> Task to carry out
Look for "before" in each line of the records, and copy the lines that have it.

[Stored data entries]
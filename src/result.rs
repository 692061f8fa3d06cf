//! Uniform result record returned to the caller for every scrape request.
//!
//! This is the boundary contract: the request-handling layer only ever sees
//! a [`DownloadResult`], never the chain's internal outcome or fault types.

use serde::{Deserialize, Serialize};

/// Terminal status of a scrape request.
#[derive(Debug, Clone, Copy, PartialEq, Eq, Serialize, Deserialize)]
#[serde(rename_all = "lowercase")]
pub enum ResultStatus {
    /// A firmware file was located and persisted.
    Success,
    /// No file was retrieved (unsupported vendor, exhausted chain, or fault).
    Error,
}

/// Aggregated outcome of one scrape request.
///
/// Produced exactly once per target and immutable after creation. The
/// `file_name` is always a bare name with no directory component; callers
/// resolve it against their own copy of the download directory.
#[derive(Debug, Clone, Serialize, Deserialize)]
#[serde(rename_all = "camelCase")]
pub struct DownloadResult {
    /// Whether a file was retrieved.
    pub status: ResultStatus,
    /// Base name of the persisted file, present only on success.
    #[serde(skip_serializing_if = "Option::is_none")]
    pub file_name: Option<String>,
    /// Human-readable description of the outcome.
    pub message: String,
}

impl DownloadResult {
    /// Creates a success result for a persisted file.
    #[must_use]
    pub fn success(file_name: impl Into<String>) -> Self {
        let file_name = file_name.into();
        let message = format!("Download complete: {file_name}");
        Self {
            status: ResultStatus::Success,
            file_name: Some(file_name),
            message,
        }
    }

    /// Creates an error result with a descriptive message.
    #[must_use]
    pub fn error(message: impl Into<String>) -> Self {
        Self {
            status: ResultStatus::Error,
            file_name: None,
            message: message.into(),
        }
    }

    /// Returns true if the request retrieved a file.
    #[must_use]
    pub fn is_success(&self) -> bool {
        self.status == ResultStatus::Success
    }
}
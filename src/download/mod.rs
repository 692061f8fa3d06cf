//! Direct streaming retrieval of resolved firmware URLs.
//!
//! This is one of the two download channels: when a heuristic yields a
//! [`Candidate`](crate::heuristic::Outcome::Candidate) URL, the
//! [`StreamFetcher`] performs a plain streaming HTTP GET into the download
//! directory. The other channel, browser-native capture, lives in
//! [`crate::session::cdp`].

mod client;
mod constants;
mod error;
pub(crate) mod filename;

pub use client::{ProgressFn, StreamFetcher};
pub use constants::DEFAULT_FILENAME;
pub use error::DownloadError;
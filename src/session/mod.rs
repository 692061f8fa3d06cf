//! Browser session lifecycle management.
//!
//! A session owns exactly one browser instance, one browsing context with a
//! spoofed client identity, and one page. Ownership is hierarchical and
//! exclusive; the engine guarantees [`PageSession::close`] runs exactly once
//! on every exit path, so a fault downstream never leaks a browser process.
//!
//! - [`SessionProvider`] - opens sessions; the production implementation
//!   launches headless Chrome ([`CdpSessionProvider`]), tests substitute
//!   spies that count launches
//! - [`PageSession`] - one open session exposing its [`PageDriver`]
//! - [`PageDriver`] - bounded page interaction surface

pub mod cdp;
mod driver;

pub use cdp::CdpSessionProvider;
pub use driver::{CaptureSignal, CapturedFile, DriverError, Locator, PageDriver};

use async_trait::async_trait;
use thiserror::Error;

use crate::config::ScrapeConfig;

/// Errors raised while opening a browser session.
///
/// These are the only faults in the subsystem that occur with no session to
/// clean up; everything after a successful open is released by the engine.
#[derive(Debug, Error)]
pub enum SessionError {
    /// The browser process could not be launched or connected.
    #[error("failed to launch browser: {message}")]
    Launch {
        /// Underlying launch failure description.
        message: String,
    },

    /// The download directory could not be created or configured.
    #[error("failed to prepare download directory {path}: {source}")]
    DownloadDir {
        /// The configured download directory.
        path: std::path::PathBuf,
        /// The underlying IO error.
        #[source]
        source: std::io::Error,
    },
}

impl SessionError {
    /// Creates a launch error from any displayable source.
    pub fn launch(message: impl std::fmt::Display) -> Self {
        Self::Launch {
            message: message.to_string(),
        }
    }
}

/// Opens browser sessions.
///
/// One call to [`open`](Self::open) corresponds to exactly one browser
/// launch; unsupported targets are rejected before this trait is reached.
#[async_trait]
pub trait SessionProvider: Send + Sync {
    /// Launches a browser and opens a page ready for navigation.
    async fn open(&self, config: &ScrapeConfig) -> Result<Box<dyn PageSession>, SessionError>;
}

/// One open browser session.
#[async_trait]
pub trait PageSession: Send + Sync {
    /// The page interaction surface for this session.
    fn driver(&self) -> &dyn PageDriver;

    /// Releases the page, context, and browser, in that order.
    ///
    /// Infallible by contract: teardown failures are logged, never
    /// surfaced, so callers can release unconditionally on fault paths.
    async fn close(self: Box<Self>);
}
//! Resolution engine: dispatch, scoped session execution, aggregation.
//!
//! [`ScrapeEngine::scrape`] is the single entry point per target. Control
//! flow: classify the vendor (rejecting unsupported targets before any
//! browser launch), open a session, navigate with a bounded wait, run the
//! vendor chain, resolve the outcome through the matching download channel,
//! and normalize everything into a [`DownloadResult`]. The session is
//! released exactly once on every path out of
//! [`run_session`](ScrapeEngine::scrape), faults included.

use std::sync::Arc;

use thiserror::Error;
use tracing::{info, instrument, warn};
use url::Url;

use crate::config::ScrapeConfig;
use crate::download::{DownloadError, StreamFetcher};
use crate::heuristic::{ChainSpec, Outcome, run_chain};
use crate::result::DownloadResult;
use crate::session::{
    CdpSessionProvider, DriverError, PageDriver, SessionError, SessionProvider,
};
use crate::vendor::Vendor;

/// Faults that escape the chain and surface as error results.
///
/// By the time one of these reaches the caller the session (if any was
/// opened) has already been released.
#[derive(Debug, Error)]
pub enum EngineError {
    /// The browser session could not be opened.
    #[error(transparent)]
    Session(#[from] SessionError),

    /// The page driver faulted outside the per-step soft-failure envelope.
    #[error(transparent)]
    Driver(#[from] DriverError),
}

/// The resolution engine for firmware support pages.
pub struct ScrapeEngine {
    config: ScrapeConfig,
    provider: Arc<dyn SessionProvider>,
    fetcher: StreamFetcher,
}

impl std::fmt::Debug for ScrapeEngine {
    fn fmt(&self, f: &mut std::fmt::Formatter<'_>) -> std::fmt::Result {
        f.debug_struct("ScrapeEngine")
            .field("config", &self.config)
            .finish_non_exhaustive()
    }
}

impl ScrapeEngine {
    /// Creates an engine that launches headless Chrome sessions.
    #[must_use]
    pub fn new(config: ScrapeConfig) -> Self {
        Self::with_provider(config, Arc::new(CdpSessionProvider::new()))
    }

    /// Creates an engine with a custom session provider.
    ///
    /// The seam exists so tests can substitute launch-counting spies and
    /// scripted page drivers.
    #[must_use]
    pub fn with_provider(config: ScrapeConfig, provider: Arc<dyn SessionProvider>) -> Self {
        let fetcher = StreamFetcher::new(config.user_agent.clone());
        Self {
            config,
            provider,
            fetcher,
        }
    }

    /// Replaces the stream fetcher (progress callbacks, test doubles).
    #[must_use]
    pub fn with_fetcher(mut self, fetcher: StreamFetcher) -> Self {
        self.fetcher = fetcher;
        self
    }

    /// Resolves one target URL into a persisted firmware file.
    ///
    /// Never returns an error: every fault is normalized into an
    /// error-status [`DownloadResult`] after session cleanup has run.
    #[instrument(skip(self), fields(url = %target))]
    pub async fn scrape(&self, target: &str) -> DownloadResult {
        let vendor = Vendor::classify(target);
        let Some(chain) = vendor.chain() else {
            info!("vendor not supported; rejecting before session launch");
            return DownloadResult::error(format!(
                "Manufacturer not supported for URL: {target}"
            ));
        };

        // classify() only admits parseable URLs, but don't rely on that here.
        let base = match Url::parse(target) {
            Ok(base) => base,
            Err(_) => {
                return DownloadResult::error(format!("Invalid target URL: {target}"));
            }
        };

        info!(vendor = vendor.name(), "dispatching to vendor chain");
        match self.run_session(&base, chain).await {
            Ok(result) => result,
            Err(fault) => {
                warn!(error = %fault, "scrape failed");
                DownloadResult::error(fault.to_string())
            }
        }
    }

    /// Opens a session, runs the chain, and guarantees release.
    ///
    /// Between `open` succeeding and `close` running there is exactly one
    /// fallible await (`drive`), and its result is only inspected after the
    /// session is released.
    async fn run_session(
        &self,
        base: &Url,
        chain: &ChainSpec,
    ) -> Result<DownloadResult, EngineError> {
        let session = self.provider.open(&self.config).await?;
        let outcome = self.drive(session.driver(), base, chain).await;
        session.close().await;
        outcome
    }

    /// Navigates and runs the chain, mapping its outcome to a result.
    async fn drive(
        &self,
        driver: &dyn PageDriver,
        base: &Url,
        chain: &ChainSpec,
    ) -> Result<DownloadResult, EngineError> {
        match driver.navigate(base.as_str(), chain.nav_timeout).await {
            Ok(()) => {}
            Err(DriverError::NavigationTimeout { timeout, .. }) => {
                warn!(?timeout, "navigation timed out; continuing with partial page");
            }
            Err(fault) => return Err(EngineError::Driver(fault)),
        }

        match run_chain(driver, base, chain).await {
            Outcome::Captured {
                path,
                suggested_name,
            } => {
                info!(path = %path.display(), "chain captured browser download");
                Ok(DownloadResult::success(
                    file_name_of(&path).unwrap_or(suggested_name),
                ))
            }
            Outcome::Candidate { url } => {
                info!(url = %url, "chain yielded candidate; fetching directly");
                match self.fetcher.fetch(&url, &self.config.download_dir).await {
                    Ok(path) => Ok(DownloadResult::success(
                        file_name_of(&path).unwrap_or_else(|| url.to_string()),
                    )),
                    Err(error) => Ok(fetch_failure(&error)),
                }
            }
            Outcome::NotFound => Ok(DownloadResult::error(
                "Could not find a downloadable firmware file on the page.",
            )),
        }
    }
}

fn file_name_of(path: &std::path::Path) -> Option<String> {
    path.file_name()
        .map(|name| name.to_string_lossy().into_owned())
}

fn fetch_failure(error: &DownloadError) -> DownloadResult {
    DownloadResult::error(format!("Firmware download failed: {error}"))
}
--
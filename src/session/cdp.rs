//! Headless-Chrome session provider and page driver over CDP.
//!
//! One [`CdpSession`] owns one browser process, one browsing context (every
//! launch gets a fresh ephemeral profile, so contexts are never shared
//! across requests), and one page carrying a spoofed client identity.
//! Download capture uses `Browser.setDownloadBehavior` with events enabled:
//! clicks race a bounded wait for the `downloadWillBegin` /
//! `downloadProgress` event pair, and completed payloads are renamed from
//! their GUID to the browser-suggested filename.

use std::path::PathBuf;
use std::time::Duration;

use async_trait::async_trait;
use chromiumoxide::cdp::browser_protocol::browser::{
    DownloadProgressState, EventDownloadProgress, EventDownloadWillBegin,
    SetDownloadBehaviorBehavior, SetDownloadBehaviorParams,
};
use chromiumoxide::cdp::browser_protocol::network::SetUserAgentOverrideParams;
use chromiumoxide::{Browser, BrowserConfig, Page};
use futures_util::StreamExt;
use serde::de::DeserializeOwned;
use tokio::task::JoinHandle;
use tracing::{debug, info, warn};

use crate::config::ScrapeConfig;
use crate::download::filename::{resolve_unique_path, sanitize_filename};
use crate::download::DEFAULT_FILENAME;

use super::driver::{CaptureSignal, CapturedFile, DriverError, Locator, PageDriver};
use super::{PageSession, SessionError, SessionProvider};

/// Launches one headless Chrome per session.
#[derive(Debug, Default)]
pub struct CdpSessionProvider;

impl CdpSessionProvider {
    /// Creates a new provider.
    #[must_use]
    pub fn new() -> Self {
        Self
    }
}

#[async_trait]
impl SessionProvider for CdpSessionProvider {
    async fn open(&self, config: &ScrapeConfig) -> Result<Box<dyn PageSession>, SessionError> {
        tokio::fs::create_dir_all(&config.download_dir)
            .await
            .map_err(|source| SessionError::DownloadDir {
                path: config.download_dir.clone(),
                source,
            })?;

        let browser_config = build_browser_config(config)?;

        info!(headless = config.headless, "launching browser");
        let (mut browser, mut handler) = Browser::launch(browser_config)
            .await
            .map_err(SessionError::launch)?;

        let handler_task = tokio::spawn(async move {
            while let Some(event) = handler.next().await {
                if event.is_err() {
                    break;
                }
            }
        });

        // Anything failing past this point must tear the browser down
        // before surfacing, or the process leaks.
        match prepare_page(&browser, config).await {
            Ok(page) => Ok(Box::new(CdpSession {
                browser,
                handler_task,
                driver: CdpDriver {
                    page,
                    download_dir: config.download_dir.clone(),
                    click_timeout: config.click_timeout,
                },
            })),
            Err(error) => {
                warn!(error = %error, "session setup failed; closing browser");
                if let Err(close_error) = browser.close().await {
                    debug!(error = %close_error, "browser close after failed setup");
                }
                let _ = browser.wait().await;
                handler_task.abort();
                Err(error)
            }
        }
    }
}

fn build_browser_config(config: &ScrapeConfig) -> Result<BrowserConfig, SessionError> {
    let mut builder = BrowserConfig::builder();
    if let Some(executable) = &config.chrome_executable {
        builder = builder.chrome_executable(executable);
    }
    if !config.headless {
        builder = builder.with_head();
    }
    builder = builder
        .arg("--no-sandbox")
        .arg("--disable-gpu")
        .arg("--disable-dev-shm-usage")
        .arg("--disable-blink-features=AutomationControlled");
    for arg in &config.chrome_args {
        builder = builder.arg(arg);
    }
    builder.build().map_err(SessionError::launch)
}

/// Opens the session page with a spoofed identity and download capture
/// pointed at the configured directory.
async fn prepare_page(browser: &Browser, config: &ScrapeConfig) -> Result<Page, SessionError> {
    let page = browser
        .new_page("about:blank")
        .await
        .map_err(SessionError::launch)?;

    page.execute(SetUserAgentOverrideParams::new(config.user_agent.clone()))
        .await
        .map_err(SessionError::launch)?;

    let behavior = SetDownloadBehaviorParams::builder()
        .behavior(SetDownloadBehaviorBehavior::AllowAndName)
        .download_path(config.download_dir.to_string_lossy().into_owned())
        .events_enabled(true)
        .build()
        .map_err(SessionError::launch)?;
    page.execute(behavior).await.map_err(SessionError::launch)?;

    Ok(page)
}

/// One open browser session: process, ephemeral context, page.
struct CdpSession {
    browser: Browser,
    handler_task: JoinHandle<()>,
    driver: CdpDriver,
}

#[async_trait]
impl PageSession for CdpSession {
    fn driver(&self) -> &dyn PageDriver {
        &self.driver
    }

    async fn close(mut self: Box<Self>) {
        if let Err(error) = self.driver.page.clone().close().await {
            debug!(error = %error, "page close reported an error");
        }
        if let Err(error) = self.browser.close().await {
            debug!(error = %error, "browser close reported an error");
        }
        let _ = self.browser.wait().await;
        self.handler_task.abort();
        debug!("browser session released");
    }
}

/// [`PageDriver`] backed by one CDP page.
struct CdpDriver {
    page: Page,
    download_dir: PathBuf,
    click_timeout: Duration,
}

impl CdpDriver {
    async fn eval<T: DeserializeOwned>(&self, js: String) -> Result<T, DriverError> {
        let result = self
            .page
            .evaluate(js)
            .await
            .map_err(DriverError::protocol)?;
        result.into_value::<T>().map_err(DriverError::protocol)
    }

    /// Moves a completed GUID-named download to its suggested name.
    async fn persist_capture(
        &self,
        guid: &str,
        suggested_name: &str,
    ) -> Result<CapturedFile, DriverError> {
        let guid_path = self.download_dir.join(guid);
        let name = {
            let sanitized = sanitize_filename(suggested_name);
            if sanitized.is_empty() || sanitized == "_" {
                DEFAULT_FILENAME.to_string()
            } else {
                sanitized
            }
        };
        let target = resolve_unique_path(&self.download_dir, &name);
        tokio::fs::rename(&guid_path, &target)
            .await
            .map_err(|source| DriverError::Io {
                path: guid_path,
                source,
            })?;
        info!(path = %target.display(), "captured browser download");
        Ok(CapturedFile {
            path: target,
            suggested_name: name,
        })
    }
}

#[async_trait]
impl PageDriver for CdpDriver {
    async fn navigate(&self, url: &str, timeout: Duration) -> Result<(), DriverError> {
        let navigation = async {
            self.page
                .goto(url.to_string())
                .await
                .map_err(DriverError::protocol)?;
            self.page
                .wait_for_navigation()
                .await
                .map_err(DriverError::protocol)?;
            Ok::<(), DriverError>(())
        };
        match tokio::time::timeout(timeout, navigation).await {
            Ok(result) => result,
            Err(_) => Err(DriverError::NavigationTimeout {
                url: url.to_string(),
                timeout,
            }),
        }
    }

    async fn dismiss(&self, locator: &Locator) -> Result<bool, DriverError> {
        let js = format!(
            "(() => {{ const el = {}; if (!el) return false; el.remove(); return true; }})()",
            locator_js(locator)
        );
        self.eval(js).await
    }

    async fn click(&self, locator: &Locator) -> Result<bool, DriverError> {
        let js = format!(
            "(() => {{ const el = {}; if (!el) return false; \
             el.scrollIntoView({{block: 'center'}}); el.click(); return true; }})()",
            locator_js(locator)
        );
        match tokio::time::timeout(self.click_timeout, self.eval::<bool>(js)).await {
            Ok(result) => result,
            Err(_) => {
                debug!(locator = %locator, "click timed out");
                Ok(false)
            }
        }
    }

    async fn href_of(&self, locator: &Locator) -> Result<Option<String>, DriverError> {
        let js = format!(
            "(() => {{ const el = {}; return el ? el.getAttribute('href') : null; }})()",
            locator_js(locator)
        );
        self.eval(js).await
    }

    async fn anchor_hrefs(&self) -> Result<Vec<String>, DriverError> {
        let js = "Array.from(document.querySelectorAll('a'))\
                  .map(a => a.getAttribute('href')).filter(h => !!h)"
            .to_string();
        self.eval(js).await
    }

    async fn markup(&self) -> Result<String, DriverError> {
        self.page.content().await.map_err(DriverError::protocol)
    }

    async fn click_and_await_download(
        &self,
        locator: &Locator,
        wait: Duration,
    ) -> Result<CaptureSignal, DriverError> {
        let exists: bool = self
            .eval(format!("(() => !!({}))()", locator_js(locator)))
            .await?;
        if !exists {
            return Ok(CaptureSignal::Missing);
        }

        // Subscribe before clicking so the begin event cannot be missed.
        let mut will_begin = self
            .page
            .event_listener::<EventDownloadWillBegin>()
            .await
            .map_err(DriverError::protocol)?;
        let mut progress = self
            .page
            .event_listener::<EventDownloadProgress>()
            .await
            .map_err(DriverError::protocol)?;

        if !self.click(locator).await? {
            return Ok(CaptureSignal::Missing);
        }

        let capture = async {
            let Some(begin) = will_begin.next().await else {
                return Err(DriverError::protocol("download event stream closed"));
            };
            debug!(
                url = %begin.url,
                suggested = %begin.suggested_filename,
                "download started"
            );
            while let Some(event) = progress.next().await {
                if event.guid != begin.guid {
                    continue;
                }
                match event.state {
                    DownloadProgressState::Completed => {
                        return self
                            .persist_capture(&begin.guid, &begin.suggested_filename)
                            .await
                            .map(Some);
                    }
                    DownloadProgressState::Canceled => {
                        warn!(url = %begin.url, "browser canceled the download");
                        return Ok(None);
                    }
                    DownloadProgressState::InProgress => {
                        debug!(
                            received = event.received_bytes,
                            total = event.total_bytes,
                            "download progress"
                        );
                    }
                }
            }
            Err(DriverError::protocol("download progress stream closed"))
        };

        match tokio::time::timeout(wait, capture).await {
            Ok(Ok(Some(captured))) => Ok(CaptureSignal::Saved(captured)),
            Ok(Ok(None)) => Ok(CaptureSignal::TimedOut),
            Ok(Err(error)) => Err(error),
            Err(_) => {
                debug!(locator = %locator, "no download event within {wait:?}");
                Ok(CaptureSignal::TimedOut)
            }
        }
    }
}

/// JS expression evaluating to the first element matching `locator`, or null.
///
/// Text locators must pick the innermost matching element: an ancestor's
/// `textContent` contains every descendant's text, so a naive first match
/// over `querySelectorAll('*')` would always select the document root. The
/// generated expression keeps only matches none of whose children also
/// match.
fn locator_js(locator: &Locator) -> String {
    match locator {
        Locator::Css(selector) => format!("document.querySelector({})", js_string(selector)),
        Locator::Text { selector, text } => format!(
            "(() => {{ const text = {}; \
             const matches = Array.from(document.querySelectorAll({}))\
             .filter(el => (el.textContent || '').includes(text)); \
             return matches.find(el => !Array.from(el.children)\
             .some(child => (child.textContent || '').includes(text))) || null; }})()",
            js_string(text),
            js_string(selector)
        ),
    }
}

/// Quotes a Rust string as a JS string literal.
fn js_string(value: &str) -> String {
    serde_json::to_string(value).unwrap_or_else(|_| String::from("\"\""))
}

> Reply
/// launch; unsupported targets are rejected before this trait is reached.
//! flow: classify the vendor (rejecting unsupported targets before any
            info!("vendor not supported; rejecting before session launch");
        // before surfacing, or the process leaks.
        // Subscribe before clicking so the begin event cannot be missed.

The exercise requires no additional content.